DERİ DEĞİŞTİRMEYEN YILAN

Mehmet Çağlar

BİRAZ DAHA CESARET
2 kapı daha açıldı önceki gün.
Toplumların temas noktalarının ve iletişimlerinin artması,
daha iyi, daha verimli ve daha etkin ilişkiler kurulabilmesi açısından,
geciken, fakat olumlu bir adım Aplıç ve Derinya kapılarının açılması…

Ancak,
Kıbrıs sorununun,
kapılar ya da telefon benzeri konular sorununa dönüştürülmemesi gerekir.

Aslolan bir federal çözümle birlikte kapıların açılması,
yani tüm sınırların ortadan kaldırılmasının yanı sıra,
toplumlar arasında var olan,
görünmez kapalı kapıların açılması,
ve görünmez sınırların ortadan kaldırılmasıdır.
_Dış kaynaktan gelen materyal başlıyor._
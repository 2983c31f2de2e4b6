//! Goa or No entry point
//!
//! Wires the pure core (evade/confetti) to the DOM: event listeners,
//! animation-frame loops, canvas painting, and the optional telemetry POST.

#[cfg(target_arch = "wasm32")]
use wasm_bindgen::prelude::*;

#[cfg(target_arch = "wasm32")]
mod wasm_page {
    use std::cell::RefCell;
    use std::rc::Rc;

    use glam::Vec2;
    use wasm_bindgen::prelude::*;
    use web_sys::{
        CanvasRenderingContext2d, Element, HtmlCanvasElement, HtmlElement, HtmlVideoElement,
        PointerEvent,
    };

    use goa_or_no::confetti::{self, ConfettiSim};
    use goa_or_no::consts::*;
    use goa_or_no::device::DeviceType;
    use goa_or_no::evade::{EvasionController, Layout, Rect};
    use goa_or_no::share;
    use goa_or_no::telemetry::{Answer, Telemetry};

    /// Page state shared between event handlers and frame loops
    struct Page {
        evasion: EvasionController,
        confetti: ConfettiSim,
        telemetry: Telemetry,
        confetti_running: bool,
    }

    fn now_ms() -> f64 {
        web_sys::window()
            .and_then(|w| w.performance())
            .map(|p| p.now())
            .unwrap_or_else(js_sys::Date::now)
    }

    fn current_device() -> DeviceType {
        let width = web_sys::window()
            .and_then(|w| w.inner_width().ok())
            .and_then(|v| v.as_f64())
            .unwrap_or(0.0);
        DeviceType::classify(width)
    }

    /// Container-local measurements for a placement decision, taken fresh
    /// on every press
    fn measure_layout(container: &Element, no_btn: &Element, yes_btn: &Element) -> Layout {
        let c = container.get_bounding_client_rect();
        let b = no_btn.get_bounding_client_rect();
        let y = yes_btn.get_bounding_client_rect();
        Layout {
            origin: Vec2::new((b.left() - c.left()) as f32, (b.top() - c.top()) as f32),
            container: Vec2::new(c.width() as f32, c.height() as f32),
            control: Vec2::new(b.width() as f32, b.height() as f32),
            accept: Rect::from_coords(
                (y.left() - c.left()) as f32,
                (y.top() - c.top()) as f32,
                y.width() as f32,
                y.height() as f32,
            ),
        }
    }

    /// Switch the decline button out of normal flow, anchored where it
    /// currently sits, and make the card its positioning context. Runs once,
    /// on the first press.
    fn pin_for_evasion(container: &HtmlElement, no_btn: &HtmlElement, origin: Vec2) {
        let _ = container.style().set_property("position", "relative");
        let style = no_btn.style();
        let _ = style.set_property("position", "absolute");
        let _ = style.set_property("left", &format!("{}px", origin.x));
        let _ = style.set_property("top", &format!("{}px", origin.y));
        let _ = style.set_property("margin", "0");
    }

    fn apply_position(no_btn: &HtmlElement, pos: Vec2) {
        let style = no_btn.style();
        let _ = style.set_property("left", &format!("{}px", pos.x));
        let _ = style.set_property("top", &format!("{}px", pos.y));
    }

    /// Add a presentational class and schedule its removal
    fn flash_class(el: &Element, class: &'static str, duration_ms: i32) {
        let _ = el.class_list().add_1(class);
        let el = el.clone();
        let closure = Closure::once(move || {
            let _ = el.class_list().remove_1(class);
        });
        if let Some(window) = web_sys::window() {
            let _ = window.set_timeout_with_callback_and_timeout_and_arguments_0(
                closure.as_ref().unchecked_ref(),
                duration_ms,
            );
        }
        closure.forget();
    }

    fn resize_canvas(canvas: &HtmlCanvasElement) {
        let window = web_sys::window().expect("no window");
        let w = window.inner_width().ok().and_then(|v| v.as_f64()).unwrap_or(0.0);
        let h = window.inner_height().ok().and_then(|v| v.as_f64()).unwrap_or(0.0);
        canvas.set_width(w as u32);
        canvas.set_height(h as u32);
    }

    fn render_confetti(ctx: &CanvasRenderingContext2d, canvas: &HtmlCanvasElement, sim: &ConfettiSim) {
        ctx.clear_rect(0.0, 0.0, canvas.width() as f64, canvas.height() as f64);
        for p in sim.particles() {
            let [r, g, b] = p.color;
            ctx.save();
            let _ = ctx.translate(p.pos.x as f64, p.pos.y as f64);
            let _ = ctx.rotate(p.rotation.to_radians() as f64);
            ctx.set_fill_style_str(&format!("rgba({r}, {g}, {b}, {:.3})", p.alpha()));
            let half = p.radius as f64;
            ctx.fill_rect(-half, -half, half * 2.0, half * 2.0);
            ctx.restore();
        }
    }

    /// Self-rescheduling frame loop for the decline button's jump tween
    fn schedule_jump_frame(page: Rc<RefCell<Page>>, no_btn: HtmlElement) {
        let window = web_sys::window().expect("no window");
        let closure = Closure::once(move |time: f64| {
            jump_frame(page, no_btn, time);
        });
        let _ = window.request_animation_frame(closure.as_ref().unchecked_ref());
        closure.forget();
    }

    fn jump_frame(page: Rc<RefCell<Page>>, no_btn: HtmlElement, time: f64) {
        let keep_going = {
            let mut p = page.borrow_mut();
            match p.evasion.step(time) {
                Some(pos) => {
                    apply_position(&no_btn, pos);
                    p.evasion.is_moving()
                }
                None => false,
            }
        };
        if keep_going {
            schedule_jump_frame(page, no_btn);
        }
    }

    /// Self-rescheduling frame loop for the confetti burst; stops once the
    /// sim drains so no idle redraws are left behind
    fn schedule_confetti_frame(
        page: Rc<RefCell<Page>>,
        canvas: HtmlCanvasElement,
        ctx: CanvasRenderingContext2d,
    ) {
        let window = web_sys::window().expect("no window");
        let closure = Closure::once(move |_time: f64| {
            confetti_frame(page, canvas, ctx);
        });
        let _ = window.request_animation_frame(closure.as_ref().unchecked_ref());
        closure.forget();
    }

    fn confetti_frame(page: Rc<RefCell<Page>>, canvas: HtmlCanvasElement, ctx: CanvasRenderingContext2d) {
        let active = {
            let mut p = page.borrow_mut();
            p.confetti.tick();
            render_confetti(&ctx, &canvas, &p.confetti);
            let active = p.confetti.is_active();
            p.confetti_running = active;
            active
        };
        if active {
            schedule_confetti_frame(page, canvas, ctx);
        }
    }

    pub fn run() {
        console_error_panic_hook::set_once();
        console_log::init_with_level(log::Level::Info).expect("Failed to init logger");

        log::info!("Goa or No starting...");

        let window = web_sys::window().expect("no window");
        let document = window.document().expect("no document");

        let yes_btn: HtmlElement = document
            .get_element_by_id("yes-btn")
            .expect("no #yes-btn")
            .dyn_into()
            .expect("#yes-btn is not an element");
        let no_btn: HtmlElement = document
            .get_element_by_id("no-btn")
            .expect("no #no-btn")
            .dyn_into()
            .expect("#no-btn is not an element");
        let tease_text = document.get_element_by_id("tease-text").expect("no #tease-text");
        let intro_section: HtmlElement = document
            .get_element_by_id("intro-section")
            .expect("no #intro-section")
            .dyn_into()
            .expect("#intro-section is not an element");
        let trip_section: HtmlElement = document
            .get_element_by_id("trip-section")
            .expect("no #trip-section")
            .dyn_into()
            .expect("#trip-section is not an element");
        let canvas: HtmlCanvasElement = document
            .get_element_by_id("confetti-canvas")
            .expect("no #confetti-canvas")
            .dyn_into()
            .expect("not a canvas");
        let ctx: CanvasRenderingContext2d = canvas
            .get_context("2d")
            .expect("canvas context failed")
            .expect("no 2d context")
            .dyn_into()
            .expect("not a 2d context");
        let video: Option<HtmlVideoElement> = document
            .get_element_by_id("goa-video")
            .and_then(|el| el.dyn_into().ok());
        let share_btn = document.get_element_by_id("share-whatsapp");

        resize_canvas(&canvas);

        let seed = js_sys::Date::now() as u64;
        let page = Rc::new(RefCell::new(Page {
            evasion: EvasionController::new(seed),
            confetti: ConfettiSim::new(seed.wrapping_add(1)),
            telemetry: Telemetry::from_document(&document),
            confetti_running: false,
        }));

        log::info!(
            "Page initialized (seed {seed}, telemetry {})",
            if page.borrow().telemetry.is_enabled() { "on" } else { "off" }
        );

        // Keep the confetti surface sized to the viewport
        {
            let canvas = canvas.clone();
            let closure = Closure::<dyn FnMut(_)>::new(move |_event: web_sys::Event| {
                resize_canvas(&canvas);
            });
            let _ = window
                .add_event_listener_with_callback("resize", closure.as_ref().unchecked_ref());
            closure.forget();
        }

        // Decline button: jump away instead of committing
        {
            let page = page.clone();
            let no_btn_el = no_btn.clone();
            let yes_btn_el = yes_btn.clone();
            let container = intro_section.clone();
            let tease = tease_text.clone();
            let closure = Closure::<dyn FnMut(_)>::new(move |event: PointerEvent| {
                event.prevent_default();

                let mut p = page.borrow_mut();
                // Extra taps mid-jump are dropped entirely
                if p.evasion.is_moving() {
                    return;
                }

                let layout = measure_layout(&container, &no_btn_el, &yes_btn_el);
                if !p.evasion.is_activated() {
                    pin_for_evasion(&container, &no_btn_el, layout.origin);
                }

                let Some(jump) = p.evasion.relocate(&layout, now_ms()) else {
                    return;
                };
                tease.set_text_content(Some(jump.message));
                flash_class(&no_btn_el, "shake", SHAKE_DURATION_MS);
                log::info!("Declined (attempt {})", jump.attempt);

                p.telemetry.send(Answer::No, current_device());
                drop(p);
                schedule_jump_frame(page.clone(), no_btn_el.clone());
            });
            let _ = no_btn
                .add_event_listener_with_callback("pointerdown", closure.as_ref().unchecked_ref());
            closure.forget();
        }

        // Accept button: celebrate and reveal the trip
        {
            let page = page.clone();
            let yes_btn_el = yes_btn.clone();
            let intro = intro_section.clone();
            let trip = trip_section.clone();
            let canvas = canvas.clone();
            let ctx = ctx.clone();
            let video = video.clone();
            let closure = Closure::<dyn FnMut(_)>::new(move |_event: web_sys::MouseEvent| {
                flash_class(&yes_btn_el, "clicked", YES_CLICK_FLASH_MS);

                let device = current_device();
                page.borrow().telemetry.send(Answer::Yes, device);

                let _ = intro.class_list().add_1("hidden");
                let _ = trip.class_list().remove_1("hidden");
                // Force a reflow so the visibility transition actually plays
                let _ = trip.offset_width();
                let _ = trip.class_list().add_1("visible");

                if let Some(ref video) = video {
                    video.set_current_time(0.0);
                    match video.play() {
                        Ok(promise) => {
                            wasm_bindgen_futures::spawn_local(async move {
                                if let Err(err) =
                                    wasm_bindgen_futures::JsFuture::from(promise).await
                                {
                                    log::warn!("Video play failed: {err:?}");
                                }
                            });
                        }
                        Err(err) => log::warn!("Video play error: {err:?}"),
                    }
                }

                let count = confetti::burst_count(device);
                if count == 0 {
                    return;
                }
                let origin = Vec2::new(
                    canvas.width() as f32 / 2.0,
                    canvas.height() as f32 / 3.0,
                );
                let start_loop = {
                    let mut p = page.borrow_mut();
                    p.confetti.burst(origin, count);
                    let already_running = p.confetti_running;
                    p.confetti_running = true;
                    !already_running
                };
                if start_loop {
                    schedule_confetti_frame(page.clone(), canvas.clone(), ctx.clone());
                }
            });
            let _ = yes_btn
                .add_event_listener_with_callback("click", closure.as_ref().unchecked_ref());
            closure.forget();
        }

        // Share button (optional in the markup)
        if let Some(btn) = share_btn {
            let closure = Closure::<dyn FnMut(_)>::new(move |_event: web_sys::MouseEvent| {
                if let Some(window) = web_sys::window() {
                    share::open_whatsapp_share(&window);
                }
            });
            let _ = btn.add_event_listener_with_callback("click", closure.as_ref().unchecked_ref());
            closure.forget();
        }

        log::info!("Goa or No running!");
    }
}

#[cfg(target_arch = "wasm32")]
#[wasm_bindgen(start)]
pub fn wasm_main() {
    wasm_page::run();
}

#[cfg(not(target_arch = "wasm32"))]
fn main() {
    env_logger::init();
    log::info!("Goa or No (native) starting...");
    log::info!("The page needs a browser - run with `trunk serve` for the web version");

    println!("\nRunning evasion sampler smoke test...");
    smoke_test_evasion();
}

#[cfg(target_arch = "wasm32")]
fn main() {
    // WASM entry point is wasm_main, this is just to satisfy the compiler
}

#[cfg(not(target_arch = "wasm32"))]
fn smoke_test_evasion() {
    use glam::Vec2;
    use goa_or_no::evade::{EvasionController, Layout, Rect};

    let layout = Layout {
        origin: Vec2::new(200.0, 150.0),
        container: Vec2::new(400.0, 200.0),
        control: Vec2::new(80.0, 36.0),
        accept: Rect::from_coords(100.0, 150.0, 96.0, 36.0),
    };

    let mut ctrl = EvasionController::new(42);
    let mut now = 0.0;
    for _ in 0..10 {
        let jump = ctrl.relocate(&layout, now).expect("controller idle");
        assert!(jump.to.x >= 12.0 && jump.to.x <= 308.0);
        assert!(jump.to.y >= 12.0 && jump.to.y <= 152.0);
        now += 300.0;
        while ctrl.step(now).is_some() {}
        println!("  jump {} -> ({:.0}, {:.0}): {}", jump.attempt, jump.to.x, jump.to.y, jump.message);
    }
    println!("✓ Evasion sampler smoke test passed!");
}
Bu da ancak federal bir kültür yaratılması ile olur.
Bu konuda liderlere, siyasal partilere, sivil toplum örgütlerine, iş insanlarına ve eğitim sistemlerine büyük görevler düşmektedir.

Biraz daha cesaret.
Biraz daha vizyon.
Biraz daha ezber bozan adım gerekir.
Biraz daha Barış.

BİRLİKTE BİR GELECEĞİ DÜŞLEYEBİLMEKTİR BARIŞ
Kıbrıs'ta Barış; 
Bir savaş durumunun olmamasından ibaret değildir... 

Kıbrıs'ta Barış;
Bir yaşantı birliğidir.
İş birliğidir.
Gelecek birliğidir.
Ortak hayaller kurabilmektir.
Ortak sevinçler, ortak üzüntülerdir.

Hayata dair düşünmenin,
ve özellikle de Kıbrıs Türk insanının hayatını reforme etmenin,
en önemli yoludur Kıbrıs’ta Barış. 

Kıbrıs'ta Barış;
Kıbrıs Türk ve Rum insanının,
“ortak vatanda” birlikte yaşıyor, birlikte çalışıyor, birlikte üretiyor, birlikte acıyı ve sevinci paylaşıyor ve birlikte yönetiyoruz diyebilmesidir.

Kıbrıs'ta Barış;
Geleceğimizin geleceğine bugünden bir armağandır...

DİYALOG SENARYOSU
II. Hrisostomos 2015’te şöyle diyordu:
“Daima birleşik devlet fikrinden taraf olmuşumdur,
çünkü bunun Kıbrıs halkının yararına olacağını düşünüyorum.
Ancak,
tüm siyasi liderliğin federasyonu kabul etmiş olmasından dolayı,
Kilise de,
halk içinde görüş farklılıklarına yol açmamak için,
biraz geri çekilerek bunu kabul etmiştir...
İşlevsel olmayacak bir federatif çözümde,
Rum halkı Kıbrıs'tan ayrılır ve ada Türkleşir.
Böyle bir durumda,
Adada tek kalan biz papazlar oluruz,
ve tıpkı İstanbul'un durumunda olduğu gibi,
kaderimize ağlarız.”

Peki,
bugün acaba Güney Kıbrıs Rum Yönetimi,
Kıbrıslı Rumlar ve Kıbrıslı Türklerin,
ortak menfaatlerini gerçekleştirmeye yarayacak nispette bir federasyonu,
ve "federal işbirliğini" mi arzuluyor?

Sayın Anastasiadis yaptığı açıklamalarla,
Güney Kıbrıs Rum Yönetimi’nin,
bugünkü Kıbrıs Cumhuriyeti’nin iç yapısının,
Üniter devletten Federasyona evrilmesini,
kısacası iki bölgeli, iki toplumlu ve siyasi eşitliğe dayalı bir federatif yapıyı değil de,
tek bir devlet altındaki "federe işbirliği"ni mi konuşmak istiyor?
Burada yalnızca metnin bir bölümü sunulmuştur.